* WORK REQUEST *
The full set of entries below should be transcribed exactly.

Dataset excerpts:
----

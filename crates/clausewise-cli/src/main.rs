//! Clausewise CLI - Question answering over policy documents
//!
//! Usage:
//!   clausewise serve --port 8080                    Start web server
//!   clausewise analyze --query Q --file policy.pdf  Analyze one document
//!   clausewise render --file answer.json            Render a saved answer
//!   clausewise check                                Check the AI backend

mod cli;
mod commands;


use anyhow::Result;
use clap::Parser;
use tracing_subscriber::{fmt, prelude::*, EnvFilter};

use cli::*;

#[tokio::main]
async fn main() -> Result<()> {
    let cli = Cli::parse();

    // Set up logging
    // Priority: RUST_LOG env var > --verbose flag > default (info)
    let filter = if std::env::var("RUST_LOG").is_ok() {
        EnvFilter::from_default_env()
    } else if cli.verbose {
        EnvFilter::new("debug")
    } else {
        EnvFilter::new("info")
    };

    tracing_subscriber::registry()
        .with(filter)
        .with(fmt::layer().with_target(false).compact())
        .init();

    match cli.command {
        Commands::Serve {
            port,
            host,
            static_dir,
            stream,
            structured,
        } => {
            let settings = commands::load_settings(cli.config.as_deref(), stream, structured)?;
            commands::cmd_serve(&settings, &host, port, static_dir.as_deref()).await
        }
        Commands::Analyze {
            query,
            file,
            structured,
            stream,
        } => {
            let settings = commands::load_settings(cli.config.as_deref(), stream, structured)?;
            commands::cmd_analyze(&settings, &query, &file).await
        }
        Commands::Render { file, plain } => commands::cmd_render(&file, plain),
        Commands::Check => {
            let settings = commands::load_settings(cli.config.as_deref(), false, false)?;
            commands::cmd_check(&settings).await
        }
    }
}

----

* SOLUTION *
filename crates/clausewise-cli/src/main.rs
//! Clausewise CLI - Question answering over policy documents
//!
//! Usage:
//!   clausewise serve --port 8080                    Start web server
//!   clausewise analyze --query Q --file policy.pdf  Analyze one document
//!   clausewise render --file answer.json            Render a saved answer
//!   clausewise check                                Check the AI backend

mod cli;
mod commands;


use anyhow::Result;
use clap::Parser;
use tracing_subscriber::{fmt, prelude::*, EnvFilter};

use cli::*;

#[tokio::main]
async fn main() -> Result<()> {
    let cli = Cli::parse();

    // Set up logging
    // Priority: RUST_LOG env var > --verbose flag > default (info)
    let filter = if std::env::var("RUST_LOG").is_ok() {
        EnvFilter::from_default_env()
    } else if cli.verbose {
        EnvFilter::new("debug")
    } else {
        EnvFilter::new("info")
    };

    tracing_subscriber::registry()
        .with(filter)
        .with(fmt::layer().with_target(false).compact())
        .init();

    match cli.command {
        Commands::Serve {
            port,
            host,
            static_dir,
            stream,
            structured,
        } => {
            let settings = commands::load_settings(cli.config.as_deref(), stream, structured)?;
            commands::cmd_serve(&settings, &host, port, static_dir.as_deref()).await
        }
        Commands::Analyze {
            query,
            file,
            structured,
            stream,
        } => {
            let settings = commands::load_settings(cli.config.as_deref(), stream, structured)?;
            commands::cmd_analyze(&settings, &query, &file).await
        }
        Commands::Render { file, plain } => commands::cmd_render(&file, plain),
        Commands::Check => {
            let settings = commands::load_settings(cli.config.as_deref(), false, false)?;
            commands::cmd_check(&settings).await
        }
    }
}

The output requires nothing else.